## ABOUT THIS TASK
Please report how many lines below contain "only", writing nothing except the number.

## AVAILABLE DATA
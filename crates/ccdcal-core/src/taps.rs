use std::ops::Range;

use ndarray::{s, Array2, ArrayView2};
use num_traits::AsPrimitive;

use crate::camera::Sensor;
use crate::error::{CalibrationError, Result};
use crate::frame::Frame;

/// A sensor image split into one image per readout amplifier.
///
/// Each tap image is flipped so that row 0 and column 0 are nearest its
/// amplifier: every row starts with the blank columns and ends with the
/// overscan columns. `images[ty * taps_x + tx]` holds tap `(tx, ty)`.
#[derive(Clone, Debug, PartialEq)]
pub struct Taps<A> {
    pub taps_x: usize,
    pub taps_y: usize,
    pub images: Vec<Array2<A>>,
}

/// Rows or columns of tap `t` out of `n` along an axis of length `len`,
/// with the step that puts the readout side first.
fn tap_span(t: usize, n: usize, len: usize) -> (Range<usize>, isize) {
    let size = len / n;
    let step = if t == 1 { -1 } else { 1 };
    (t * size..(t + 1) * size, step)
}

fn check_layout(dim: (usize, usize), sensor: &Sensor) -> Result<()> {
    let (h, w) = dim;
    if !(1..=2).contains(&sensor.taps_x) || !(1..=2).contains(&sensor.taps_y) {
        return Err(CalibrationError::Shape(format!(
            "only 1 or 2 taps per axis are supported, got {}x{}",
            sensor.taps_x, sensor.taps_y
        )));
    }
    if w % sensor.taps_x != 0 || h % sensor.taps_y != 0 {
        return Err(CalibrationError::Shape(format!(
            "{h}x{w} image does not divide into {}x{} taps",
            sensor.taps_y, sensor.taps_x
        )));
    }
    Ok(())
}

/// Split a full-sensor image into tap images.
pub fn split_taps<A: Clone>(data: ArrayView2<'_, A>, sensor: &Sensor) -> Result<Taps<A>> {
    check_layout(data.dim(), sensor)?;
    let (h, w) = data.dim();

    let mut images = Vec::with_capacity(sensor.taps_x * sensor.taps_y);
    for ty in 0..sensor.taps_y {
        let (rows, row_step) = tap_span(ty, sensor.taps_y, h);
        for tx in 0..sensor.taps_x {
            let (cols, col_step) = tap_span(tx, sensor.taps_x, w);
            images.push(
                data.slice(s![rows.clone();row_step, cols;col_step])
                    .to_owned(),
            );
        }
    }

    Ok(Taps {
        taps_x: sensor.taps_x,
        taps_y: sensor.taps_y,
        images,
    })
}

/// Reassemble tap images into a full-sensor image; inverse of [`split_taps`].
pub fn merge_taps<A: Clone + Default>(taps: &Taps<A>) -> Result<Array2<A>> {
    let first = taps.images.first().ok_or_else(|| {
        CalibrationError::Shape("no tap images to merge".into())
    })?;
    if taps.images.len() != taps.taps_x * taps.taps_y {
        return Err(CalibrationError::Shape(format!(
            "{} tap images for a {}x{} layout",
            taps.images.len(),
            taps.taps_y,
            taps.taps_x
        )));
    }
    let (th, tw) = first.dim();
    if taps.images.iter().any(|t| t.dim() != (th, tw)) {
        return Err(CalibrationError::Shape("tap images differ in shape".into()));
    }

    let (h, w) = (th * taps.taps_y, tw * taps.taps_x);
    let mut out = Array2::<A>::default((h, w));
    for ty in 0..taps.taps_y {
        let (rows, row_step) = tap_span(ty, taps.taps_y, h);
        for tx in 0..taps.taps_x {
            let (cols, col_step) = tap_span(tx, taps.taps_x, w);
            out.slice_mut(s![rows.clone();row_step, cols;col_step])
                .assign(&taps.images[ty * taps.taps_x + tx]);
        }
    }
    Ok(out)
}

/// Blank columns of a tap row, the `num` closest to the active area
/// (all of them when `num` is `None`).
pub fn blank_columns(sensor: &Sensor, num: Option<usize>) -> Range<usize> {
    let num = num.unwrap_or(sensor.blank_columns).min(sensor.blank_columns);
    sensor.blank_columns - num..sensor.blank_columns
}

/// Overscan columns of a tap row of width `width`, the `num` closest to the
/// active area (all of them when `num` is `None`).
pub fn overscan_columns(sensor: &Sensor, width: usize, num: Option<usize>) -> Range<usize> {
    let start = width.saturating_sub(sensor.overscan_columns);
    let num = num.unwrap_or(sensor.overscan_columns).min(sensor.overscan_columns);
    start..(start + num).min(width)
}

/// Pedestal of one tap: the mean of its selected blank and overscan columns.
pub fn overscan_bias<A>(
    tap: ArrayView2<'_, A>,
    sensor: &Sensor,
    num_blank: Option<usize>,
    num_overscan: Option<usize>,
) -> Result<f64>
where
    A: AsPrimitive<f64>,
{
    let width = tap.ncols();
    let mut sum = 0.0f64;
    let mut count = 0usize;
    for cols in [
        blank_columns(sensor, num_blank),
        overscan_columns(sensor, width, num_overscan),
    ] {
        if cols.end > width {
            return Err(CalibrationError::Shape(format!(
                "tap is {width} columns wide, bias columns reach {}",
                cols.end
            )));
        }
        for v in tap.slice(s![.., cols]).iter() {
            let v: f64 = v.as_();
            sum += v;
            count += 1;
        }
    }
    if count == 0 {
        return Err(CalibrationError::InsufficientData(
            "no blank or overscan columns selected for the tap bias".into(),
        ));
    }
    Ok(sum / count as f64)
}

impl<A: AsPrimitive<f64>> Taps<A> {
    /// Per-tap pedestal. Defaults to overscan columns only, as the blank
    /// columns closest to the serial register can carry charge.
    pub fn bias(&self, sensor: &Sensor) -> Result<Vec<f64>> {
        self.images
            .iter()
            .map(|tap| overscan_bias(tap.view(), sensor, Some(0), None))
            .collect()
    }
}

/// Subtract the per-tap overscan pedestal from a full-sensor image.
pub fn unbiased(data: ArrayView2<'_, u16>, sensor: &Sensor) -> Result<Array2<f64>> {
    let taps = split_taps(data, sensor)?;
    let bias = taps.bias(sensor)?;
    let images = taps
        .images
        .iter()
        .zip(bias)
        .map(|(tap, b)| tap.mapv(|v| f64::from(v) - b))
        .collect();
    merge_taps(&Taps {
        taps_x: taps.taps_x,
        taps_y: taps.taps_y,
        images,
    })
}

/// Keep only the light-sensitive pixels: drop blank and overscan columns
/// from every tap and reassemble.
pub fn active<A: Clone + Default>(data: ArrayView2<'_, A>, sensor: &Sensor) -> Result<Array2<A>> {
    let taps = split_taps(data, sensor)?;
    let width = taps.images[0].ncols();
    let (start, end) = (sensor.blank_columns, width.saturating_sub(sensor.overscan_columns));
    if start >= end {
        return Err(CalibrationError::Shape(format!(
            "tap is {width} columns wide, no active pixels after {} blank and {} overscan",
            sensor.blank_columns, sensor.overscan_columns
        )));
    }
    let images = taps
        .images
        .iter()
        .map(|tap| tap.slice(s![.., start..end]).to_owned())
        .collect();
    merge_taps(&Taps {
        taps_x: taps.taps_x,
        taps_y: taps.taps_y,
        images,
    })
}

/// A copy of `frame` cropped to its active pixels.
pub fn active_frame(frame: &Frame, sensor: &Sensor) -> Result<Frame> {
    let data = active(frame.data(), sensor)?;
    Ok(Frame::new(data, frame.exposure_time(), frame.camera().clone())?
        .with_metadata(frame.metadata().clone()))
}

## OUTPUT BELOW
3